We next investigated the ability of IgG mAbs to HIV-1 to inhibit transcytosis of the virus across HT-29 monolayers. NL4-3.Balecto was used in these experiments to standardize the input virus as part of the multi-laboratory CHAVI investigation of HIV-1 entry blockade. At a concentration of 50 μg/mL, 7B2, an antibody to the immunodominant region of gp41 (39), inhibited the transcytosis of NL4-3.Balecto by 57%, in contrast to 13H11 and 5A9, non-neutralizing antibodies to gp41 cluster II membrane proximal external region (MPER) (39), which exhibited very limited (<20%) inhibition (Fig. 2). The MPER is a region of gp41 crucial for HIV-1 infection and controls cell-associated HIV-1 transcytosis. Concerning cell-free HIV-1 transcytosis, 2F5 IgG1, which recognizes the conserved epitope ELDKWA (35, 51, 52), was the most potent inhibitor of transcytosis among the mAbs tested. In contrast, 4E10, the broadest HIV-1 neutralizing antibody, which binds the conserved epitope NWFDIT in the gp41 MPER (53, 54), displayed no inhibitory effect, suggesting that the more surface-exposed ELDKWA (55) and not NWFDIT is involved in transcytosis. Interestingly, the IS4 and ISQ antibodies to cardiolipin, which neutralize HIV-1 in PBMCs, displayed modest to very low, albeit reproducible, inhibition of NL4-3.Balecto transcytosis, suggesting the cardiolipin epitope is minimally involved in cell free HIV-1 transcytosis. Control antibodies to anthrax protective antigen (PA-3F11) and a respiratory synytia virus antigen (Synagis) had no inhibitory effect. Together, these data suggest that separate epitopes are involved in HIV-1 neutralization and transcytosis, agreeing with the findings of Chomont, et al. (28) and Matoba, et al. (56).

Fig. 2.

Fig. 2

Inhibition of HIV-1 transcytosis across model epithelium by a panel of IgG antibodies. Antibodies at a concentration of 50 μg/mL were applied to HT-29 epithelial monolayers for 30 min prior to the inoculation and incubation (2 h) of HIV-1 NL4-3.Balecto. Virus transcytosed into the basolateral chamber was quantified by p24 ELISA with transcytosis efficiency in the presence of control antibody defined as 100%. Results are the mean of three experiments; error bars represent SD. Difference between the *bars and control antibody was P<0.01.
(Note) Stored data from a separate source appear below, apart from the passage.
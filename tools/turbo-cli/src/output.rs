//! Output formatting for the CLI.

use console::style;
use indicatif::{ProgressBar, ProgressStyle};
use serde::Serialize;

/// Output handler for CLI messages.
#[derive(Clone)]
pub struct Output {
    verbose: bool,
    json: bool,
}

impl Output {
    pub fn new(verbose: bool, json: bool) -> Self {
        Self { verbose, json }
    }

    /// Print an info message.
    pub fn info(&self, msg: &str) {
        if self.json {
            return;
        }
        println!("{} {}", style("ℹ").blue(), msg);
    }

    /// Print a success message.
    pub fn success(&self, msg: &str) {
        if self.json {
            return;
        }
        println!("{} {}", style("✓").green(), msg);
    }

    /// Print a warning message.
    pub fn warn(&self, msg: &str) {
        if self.json {
            return;
        }
        eprintln!("{} {}", style("⚠").yellow(), msg);
    }

    /// Print an error message.
    pub fn error(&self, msg: &str) {
        if self.json {
            eprintln!("{}", serde_json::json!({ "error": msg }));
            return;
        }
        eprintln!("{} {}", style("✗").red(), style(msg).red());
    }

    /// Print a debug message (only in verbose mode).
    pub fn debug(&self, msg: &str) {
        if !self.verbose || self.json {
            return;
        }
        eprintln!("{} {}", style("→").dim(), style(msg).dim());
    }

    /// Print a header/title.
    pub fn header(&self, msg: &str) {
        if self.json {
            return;
        }
        println!("\n{}", style(msg).bold().underlined());
    }

    /// Print a rendered view, or its JSON form in JSON mode.
    pub fn view<T: Serialize>(&self, value: &T, rendered: &str) {
        if self.json {
            self.json(value);
        } else {
            print!("{}", rendered);
        }
    }

    /// Print JSON output.
    pub fn json<T: Serialize>(&self, value: &T) {
        if let Ok(json) = serde_json::to_string_pretty(value) {
            println!("{}", json);
        }
    }

    /// Print a table row.
    pub fn table_row(&self, cols: &[&str], widths: &[usize]) {
        if self.json {
            return;
        }
        let formatted: Vec<String> = cols
            .iter()
            .zip(widths.iter())
            .map(|(col, width)| format!("{:width$}", col, width = width))
            .collect();
        println!("  {}", formatted.join("  "));
    }

    /// Create a spinner for a remote call.
    pub fn spinner(&self, msg: &str) -> ProgressBar {
        if self.json {
            return ProgressBar::hidden();
        }

        let pb = ProgressBar::new_spinner();
        pb.set_style(
            ProgressStyle::default_spinner()
                .template("{spinner:.green} {msg}")
                .unwrap_or_else(|_| ProgressStyle::default_spinner()),
        );
        pb.set_message(msg.to_string());
        pb.enable_steady_tick(std::time::Duration::from_millis(100));
        pb
    }

    pub fn is_verbose(&self) -> bool {
        self.verbose
    }

    pub fn is_json(&self) -> bool {
        self.json
    }
}

/// Colored order status.
pub fn status_badge(status: &str) -> String {
    match status.to_lowercase().as_str() {
        "confirmed" | "delivered" => style(status).green().to_string(),
        "pending" | "processing" | "shipped" => style(status).yellow().to_string(),
        "cancelled" => style(status).red().to_string(),
        _ => status.to_string(),
    }
}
IgG and dIgA, but not pIgM, 2F5 antibodies substantially reduce HIV-1 transcytosis

Since antibody isotypes to the same epitope may vary in their fine specificity (57) and avidity (58) to certain antigens, we next determined whether IgG1, dIgA and pIgM isotypes of 2F5 also inhibited cell-free HIV-1 transcytosis. 2F5 antibodies at 5-fold serial dilutions were applied to the epithelial surface, followed 30 min later by virus, and 2 h later supernatant in the lower chamber was harvested and virus quantified by p24 ELISA. IgG1 and dIgA, but not pIgM, 2F5 antibodies inhibited HIV-1 transcytosis through the epithelium in a dose-dependent manner (Fig. 3); 2F5 IgG reduced transcytosis by 66% and dIgA by 61% at a concentration of 50 μg/mL. Even at a low concentration of 0.4 μg/mL, IgG1 and dIgA 2F5 antibodies inhibited transcytosis by 45% and 34%, respectively (Fig. 3). 2F5 antibodies added to the basolateral chamber did not inhibit HIV-1 transcytosis (data not shown).

Fig. 3.

Fig. 3

2F5 isotype antibody inhibition of HIV-1 transcytosis through model epithelium. (A) IgG1, dIgA and pIgM 2F5 antibodies at the indicated concentrations were applied to the apical surface of HT-29 epithelial monolayers for 30 min prior to the inoculation and incubation (2 h) of HIV-1 NL4-3.Balecto. Virus transcytosed into the basolateral chamber was quantified by p24 ELISA with transcytosis efficiency in the presence of control antibody defined as 100%. Results are the mean of three experiments; error bars represent SD.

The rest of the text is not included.